> _Activity_
Retype each entry exactly.

##############################

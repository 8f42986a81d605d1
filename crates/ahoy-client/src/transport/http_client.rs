//! HTTP transport over async reqwest, with timeout and gzip.

use std::time::Duration;

use async_trait::async_trait;

use ahoy_core::config::HttpConfig;
use ahoy_core::errors::TransportError;
use ahoy_core::{HttpRequest, HttpResponse, Transport};

/// Convert a string into a TransportError::NetworkError.
fn net_err(reason: String) -> TransportError {
    TransportError::NetworkError { reason }
}

/// Default transport. Sends the request as built and returns whatever status
/// comes back; status validation happens in the client.
#[derive(Debug, Clone)]
pub struct ReqwestTransport {
    client: reqwest::Client,
    timeout: Duration,
}

impl ReqwestTransport {
    pub fn new(config: &HttpConfig) -> Result<Self, TransportError> {
        let timeout = Duration::from_secs(config.timeout_secs);
        let client = reqwest::Client::builder()
            .timeout(timeout)
            .gzip(config.gzip)
            .build()
            .map_err(|e| TransportError::ClientBuild {
                reason: e.to_string(),
            })?;
        Ok(Self { client, timeout })
    }

    /// Wrap an existing client, e.g. one with a proxy or custom TLS setup.
    pub fn with_client(client: reqwest::Client, timeout: Duration) -> Self {
        Self { client, timeout }
    }

    fn map_err(&self, e: reqwest::Error) -> TransportError {
        if e.is_timeout() {
            TransportError::Timeout {
                timeout_ms: self.timeout.as_millis() as u64,
            }
        } else {
            net_err(e.to_string())
        }
    }
}

#[async_trait]
impl Transport for ReqwestTransport {
    async fn submit(&self, request: HttpRequest) -> Result<HttpResponse, TransportError> {
        let method = reqwest::Method::from_bytes(request.method.as_bytes())
            .map_err(|e| net_err(format!("invalid method {}: {e}", request.method)))?;

        let mut builder = self.client.request(method, &request.url);
        for (name, value) in request.headers.iter() {
            builder = builder.header(name, value);
        }

        tracing::trace!(url = %request.url, bytes = request.body.len(), "sending request");
        let response = builder
            .body(request.body)
            .send()
            .await
            .map_err(|e| self.map_err(e))?;

        let status = response.status().as_u16();
        let body = response.bytes().await.map_err(|e| self.map_err(e))?;
        Ok(HttpResponse::new(status, body.to_vec()))
    }
}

##############################

> _Solution to this problem_
repository 8f42986a81d605d1
filename crates/ahoy-client/src/transport/http_client.rs
//! HTTP transport over async reqwest, with timeout and gzip.

use std::time::Duration;

use async_trait::async_trait;

use ahoy_core::config::HttpConfig;
use ahoy_core::errors::TransportError;
use ahoy_core::{HttpRequest, HttpResponse, Transport};

/// Convert a string into a TransportError::NetworkError.
fn net_err(reason: String) -> TransportError {
    TransportError::NetworkError { reason }
}

/// Default transport. Sends the request as built and returns whatever status
/// comes back; status validation happens in the client.
#[derive(Debug, Clone)]
pub struct ReqwestTransport {
    client: reqwest::Client,
    timeout: Duration,
}

impl ReqwestTransport {
    pub fn new(config: &HttpConfig) -> Result<Self, TransportError> {
        let timeout = Duration::from_secs(config.timeout_secs);
        let client = reqwest::Client::builder()
            .timeout(timeout)
            .gzip(config.gzip)
            .build()
            .map_err(|e| TransportError::ClientBuild {
                reason: e.to_string(),
            })?;
        Ok(Self { client, timeout })
    }

    /// Wrap an existing client, e.g. one with a proxy or custom TLS setup.
    pub fn with_client(client: reqwest::Client, timeout: Duration) -> Self {
        Self { client, timeout }
    }

    fn map_err(&self, e: reqwest::Error) -> TransportError {
        if e.is_timeout() {
            TransportError::Timeout {
                timeout_ms: self.timeout.as_millis() as u64,
            }
        } else {
            net_err(e.to_string())
        }
    }
}

#[async_trait]
impl Transport for ReqwestTransport {
    async fn submit(&self, request: HttpRequest) -> Result<HttpResponse, TransportError> {
        let method = reqwest::Method::from_bytes(request.method.as_bytes())
            .map_err(|e| net_err(format!("invalid method {}: {e}", request.method)))?;

        let mut builder = self.client.request(method, &request.url);
        for (name, value) in request.headers.iter() {
            builder = builder.header(name, value);
        }

        tracing::trace!(url = %request.url, bytes = request.body.len(), "sending request");
        let response = builder
            .body(request.body)
            .send()
            .await
            .map_err(|e| self.map_err(e))?;

        let status = response.status().as_u16();
        let body = response.bytes().await.map_err(|e| self.map_err(e))?;
        Ok(HttpResponse::new(status, body.to_vec()))
    }
}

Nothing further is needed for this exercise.